Eventually, Paradis’ Pack Of Lies Will End

Murderer Donald Manuel Paradis is living proof that, if you tell a lie often enough, some people will believe it.

His lie? “I’m innocent.”

The Idaho death row inmate has lied about his involvement in Kim Palmer’s murder for 16 years - to a Kootenai County jury, to the Idaho Supreme Court, to a U.S. Distirct Court judge, to the 9th U.S. Circuit Court of Appeals. The jury didn’t believe him. No court has believed him.

Now, thanks to a media campaign fomented by his shrewd lawyers, Paradis has one last chance to tell his lie before facing death by lethal injection. On Wednesday and Thursday, he will try to persuade the state Commission for Pardons and Parole that he should be spared because he has “new” evidence that proves his innocence.

Justice, of course, will be delayed again.

Still, with all the misinformation swirling about this case, it’s probably a worthwhile exercise to conduct the two-day hearing. We urge the commission, however, not to succumb to calculated outside pressure and to base any decision on the painstakingly reviewed facts of the case.

Unless there truly is riveting new evidence, the commission should let justice take its course - finally.

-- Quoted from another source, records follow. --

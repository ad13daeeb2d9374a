//! Health reports and threshold checks

use crate::upgrade::policy::{ClusterHealthPolicy, ClusterUpgradeDeltaHealthPolicy};
use serde::{Deserialize, Serialize};
use std::fmt;

/// Total and unhealthy counts for one kind of entity
#[derive(Debug, Clone, Copy, PartialEq, Eq, Default, Serialize, Deserialize)]
pub struct EntityHealthCounts {
    pub total: u32,
    pub unhealthy: u32,
}

impl EntityHealthCounts {
    pub fn new(total: u32, unhealthy: u32) -> Self {
        Self { total, unhealthy }
    }

    pub fn percent_unhealthy(&self) -> f64 {
        if self.total == 0 {
            0.0
        } else {
            f64::from(self.unhealthy.min(self.total)) * 100.0 / f64::from(self.total)
        }
    }

    /// Percentage points of unhealthy entities added since `baseline`
    pub fn delta_from(&self, baseline: &EntityHealthCounts) -> f64 {
        (self.percent_unhealthy() - baseline.percent_unhealthy()).max(0.0)
    }
}

/// A health snapshot taken while an upgrade domain is being processed
///
/// Baselines are captured when the upgrade (or the current domain) started.
#[derive(Debug, Clone, Copy, PartialEq, Eq, Default, Serialize, Deserialize)]
pub struct HealthReport {
    /// False when the health store could not produce a report
    pub evaluated: bool,
    pub baseline_nodes: EntityHealthCounts,
    pub nodes: EntityHealthCounts,
    pub domain_baseline: EntityHealthCounts,
    pub domain_nodes: EntityHealthCounts,
    pub baseline_applications: EntityHealthCounts,
    pub applications: EntityHealthCounts,
}

impl HealthReport {
    /// A report with every entity healthy
    pub fn healthy(nodes: u32, domain_nodes: u32, applications: u32) -> Self {
        Self {
            evaluated: true,
            baseline_nodes: EntityHealthCounts::new(nodes, 0),
            nodes: EntityHealthCounts::new(nodes, 0),
            domain_baseline: EntityHealthCounts::new(domain_nodes, 0),
            domain_nodes: EntityHealthCounts::new(domain_nodes, 0),
            baseline_applications: EntityHealthCounts::new(applications, 0),
            applications: EntityHealthCounts::new(applications, 0),
        }
    }

    /// Placeholder when no health data could be gathered
    pub fn unavailable() -> Self {
        Self::default()
    }

    /// First threshold this report exceeds, checking absolute limits before deltas
    pub fn first_breach(
        &self,
        health: &ClusterHealthPolicy,
        delta: &ClusterUpgradeDeltaHealthPolicy,
    ) -> Option<HealthBreach> {
        let checks = [
            (
                HealthScope::Nodes,
                self.nodes.percent_unhealthy(),
                health.max_percent_unhealthy_nodes,
            ),
            (
                HealthScope::Applications,
                self.applications.percent_unhealthy(),
                health.max_percent_unhealthy_applications,
            ),
            (
                HealthScope::DeltaNodes,
                self.nodes.delta_from(&self.baseline_nodes),
                delta.max_percent_delta_unhealthy_nodes,
            ),
            (
                HealthScope::UpgradeDomainDeltaNodes,
                self.domain_nodes.delta_from(&self.domain_baseline),
                delta.max_percent_upgrade_domain_delta_unhealthy_nodes,
            ),
            (
                HealthScope::DeltaApplications,
                self.applications.delta_from(&self.baseline_applications),
                delta.max_percent_delta_unhealthy_applications,
            ),
        ];

        checks
            .into_iter()
            .find(|(_, observed, max)| *observed > f64::from(*max))
            .map(|(scope, observed_percent, max_percent)| HealthBreach {
                scope,
                observed_percent,
                max_percent,
            })
    }
}

/// Which threshold a breach refers to
#[derive(Debug, Clone, Copy, PartialEq, Eq, Hash, Serialize, Deserialize)]
pub enum HealthScope {
    Nodes,
    Applications,
    DeltaNodes,
    UpgradeDomainDeltaNodes,
    DeltaApplications,
}

/// A health threshold that was exceeded
#[derive(Debug, Clone, PartialEq, Serialize, Deserialize)]
pub struct HealthBreach {
    pub scope: HealthScope,
    pub observed_percent: f64,
    pub max_percent: u32,
}

impl fmt::Display for HealthBreach {
    fn fmt(&self, f: &mut fmt::Formatter<'_>) -> fmt::Result {
        write!(
            f,
            "{:?} unhealthy at {:.1}% exceeds the {}% limit",
            self.scope, self.observed_percent, self.max_percent
        )
    }
}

We suspect the so-called new evidence consists largely of the contradictory statements of motorcycle gang members associated with Paradis and his crime, including death row inmate Thomas Gibson.

Supporters have made much of Gibson’s “confession” to the June 1980 murder of Palmer, shortly after the torture slaying of her boyfriend, Scott Currier, at Paradis’ Spokane home. But they fail to mention that he never has confessed under oath. Gibson would love to win a retrial, in Washington, where he easily could recant his confession.

Curiously, in his so-called 1985 confession to a Spokesman-Review reporter, Gibson said he strangled Palmer with thick baling wire. Evidence shows the petite woman was choked to death by hand. You’d think a killer would remember that small detail.

Paradis’ current predicament offers poetic justice.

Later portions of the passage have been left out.